Birden fazla dilin konuşulduğu evlerde veya çevrede büyüyen çocuklar, kısa zamanda bu dilleri öğrenir ve tüm dilleri aynı anda konuşmaya başlar. Zaman zaman bu durumun zararları olduğunu düşünenler olsa da, aslında çoklu dil kullanılan ortamlardaki çocuklar üstünde pek çok olumlu etki görüyoruz. Bunlardan biri de duygusal gelişim.
Stephen Chen ve araştırma ekibi, yeni yayınladıkları çalışmalarında, daha önce yapılmış pek çok araştırmayı inceleyerek bu onuyu derinlemesine tartıştı. Araştırmacılar bu çalışmada, birden fazla dil konuşulan ailede büyüyen çocukların duygusal gelişiminin nasıl etkilendiğini inceledi.

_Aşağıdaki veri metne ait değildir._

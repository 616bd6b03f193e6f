//! Classification of raw `GetRecord` responses.
//!
//! Responses are recognised by marker substrings and two patterns rather than
//! by parsing the XML envelope. Only the inner metadata or error fragment is
//! ever needed. The decision order matters: record markers are checked
//! before error markers, so a metadata payload that happens to contain a
//! literal `</error>` still classifies as a success.

use regex::Regex;
use std::sync::LazyLock;

use crate::harvest::traits::{FetchOutcome, MalformedReason};

const RECORD_CLOSE: &str = "</GetRecord>";
const METADATA_CLOSE: &str = "</metadata>";
const ERROR_CLOSE: &str = "</error>";

// Greedy: spans up to the last closing tag.
static METADATA_PATTERN: LazyLock<Regex> = LazyLock::new(|| {
    Regex::new(r"(?s)<metadata[^>]*>(.*)</metadata>").expect("metadata pattern compiles")
});

static ERROR_PATTERN: LazyLock<Regex> = LazyLock::new(|| {
    Regex::new(r#"(?s)<error.*code=['"]([^'"]*)['"][^>]*>(.*)</error>"#)
        .expect("error pattern compiles")
});

/// Classifies a raw response body. Never fails and holds no state.
pub fn classify(raw: &str) -> FetchOutcome {
    if raw.contains(RECORD_CLOSE) && raw.contains(METADATA_CLOSE) {
        return match METADATA_PATTERN.captures(raw) {
            Some(caps) => FetchOutcome::Success(caps[1].trim().to_string()),
            None => FetchOutcome::Malformed(MalformedReason::NoMetadata),
        };
    }

    if raw.contains(ERROR_CLOSE) {
        return match ERROR_PATTERN.captures(raw) {
            Some(caps) => FetchOutcome::ProtocolError {
                code: caps[1].to_string(),
                message: caps[2].to_string(),
            },
            None => FetchOutcome::Malformed(MalformedReason::UnparsableError),
        };
    }

    FetchOutcome::Malformed(MalformedReason::NoRecordOrError)
}

#[cfg(test)]
mod tests {
    use super::*;

    const RECORD: &str = r#"<?xml version="1.0" encoding="UTF-8"?>
<OAI-PMH xmlns="http://www.openarchives.org/OAI/2.0/">
  <responseDate>2024-01-01T00:00:00Z</responseDate>
  <request verb="GetRecord" identifier="oai:example.org:1" metadataPrefix="oai_dc">https://example.org/oai</request>
  <GetRecord>
    <record>
      <header>
        <identifier>oai:example.org:1</identifier>
      </header>
      <metadata>
        <oai_dc:dc xmlns:oai_dc="http://www.openarchives.org/OAI/2.0/oai_dc/">
          <dc:title>A title</dc:title>
        </oai_dc:dc>
      </metadata>
      <about>provenance</about>
    </record>
  </GetRecord>
</OAI-PMH>
"#;

    #[test]
    fn test_record_scenario() {
        let raw = "<OAI-PMH>...<GetRecord><metadata><record>DATA</record></metadata></GetRecord></OAI-PMH>";
        assert_eq!(
            classify(raw),
            FetchOutcome::Success("<record>DATA</record>".to_string())
        );
    }

    #[test]
    fn test_record_is_trimmed_and_siblings_ignored() {
        let outcome = classify(RECORD);
        let FetchOutcome::Success(payload) = &outcome else {
            panic!("expected success, got {:?}", outcome);
        };
        assert!(payload.starts_with("<oai_dc:dc"));
        assert!(payload.ends_with("</oai_dc:dc>"));
        assert!(payload.contains("<dc:title>A title</dc:title>"));
        assert!(!payload.contains("<header>"));
        assert!(!payload.contains("provenance"));
    }

    #[test]
    fn test_metadata_element_with_attributes() {
        let raw = r#"<GetRecord><metadata xmlns:x="urn:x">
  payload
</metadata></GetRecord>"#;
        assert_eq!(classify(raw), FetchOutcome::Success("payload".to_string()));
    }

    #[test]
    fn test_record_markers_without_metadata_element() {
        let raw = "<GetRecord><record>no opening tag</metadata></record></GetRecord>";
        assert_eq!(
            classify(raw),
            FetchOutcome::Malformed(MalformedReason::NoMetadata)
        );
    }

    #[test]
    fn test_error_scenario() {
        let raw = r#"<OAI-PMH>...<error code="idDoesNotExist">Unknown id</error></OAI-PMH>"#;
        let outcome = classify(raw);
        assert_eq!(
            outcome,
            FetchOutcome::ProtocolError {
                code: "idDoesNotExist".to_string(),
                message: "Unknown id".to_string(),
            }
        );
        assert_eq!(outcome.failure_reason().unwrap(), "idDoesNotExist: Unknown id");
    }

    #[test]
    fn test_error_with_single_quotes() {
        let raw = "<OAI-PMH><error code='cannotDisseminateFormat'>bad prefix</error></OAI-PMH>";
        assert_eq!(
            classify(raw),
            FetchOutcome::ProtocolError {
                code: "cannotDisseminateFormat".to_string(),
                message: "bad prefix".to_string(),
            }
        );
    }

    #[test]
    fn test_error_without_code() {
        let raw = "<OAI-PMH><error>something went wrong</error></OAI-PMH>";
        assert_eq!(
            classify(raw),
            FetchOutcome::Malformed(MalformedReason::UnparsableError)
        );
    }

    #[test]
    fn test_neither_record_nor_error() {
        for raw in ["", "<html><body>Service Unavailable</body></html>", "<GetRecord></GetRecord>"] {
            assert_eq!(
                classify(raw),
                FetchOutcome::Malformed(MalformedReason::NoRecordOrError),
                "input: {:?}",
                raw
            );
        }
    }

    #[test]
    fn test_metadata_markers_take_precedence_over_error() {
        let raw = "<GetRecord><metadata><note>see </error> here</note></metadata></GetRecord>";
        assert_eq!(
            classify(raw),
            FetchOutcome::Success("<note>see </error> here</note>".to_string())
        );
    }

    #[test]
    fn test_classify_is_idempotent() {
        let inputs = [
            RECORD,
            r#"<error code="badArgument">x</error>"#,
            "<error>x</error>",
            "plain text",
        ];
        for raw in inputs {
            assert_eq!(classify(raw), classify(raw));
        }
    }
}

Öncelikle ebeveynlerin çocuklarla iletişimde diller arası geçişler yaptığı ve belirli konuları konuşurken ve belirli duyguları ifade ederken hangi dili kullandıklarının önemli olabileceği vurgulandı.
Ebeveynlerin duyguları ifade ederken hangi dili kullandıklarının önemli olduğuna deyinen araştırmacılar, diller arası bu geçişin kültürden etkilendiğini ve dolayısıyla çocuğa da yansıdığını söylüyor. Bazı kültürlerde rahatlıkla ifade edilen duygular için o kültürün dilinin kullanılmasının tercih edilebileceğini; bu geçişlerin de çocuğun duygusal gelişimde önemli rol oyadığını belirtiyorlar. Ayrıca bu, çocuğun kendi duygusal tepkilerini düzenlemesine de yardımcı oluyor; çünkü çocuk da hangi duyguyu nasıl daha etkili ifade edeceğini farklı diller yardımıyla öğrenebiliyor.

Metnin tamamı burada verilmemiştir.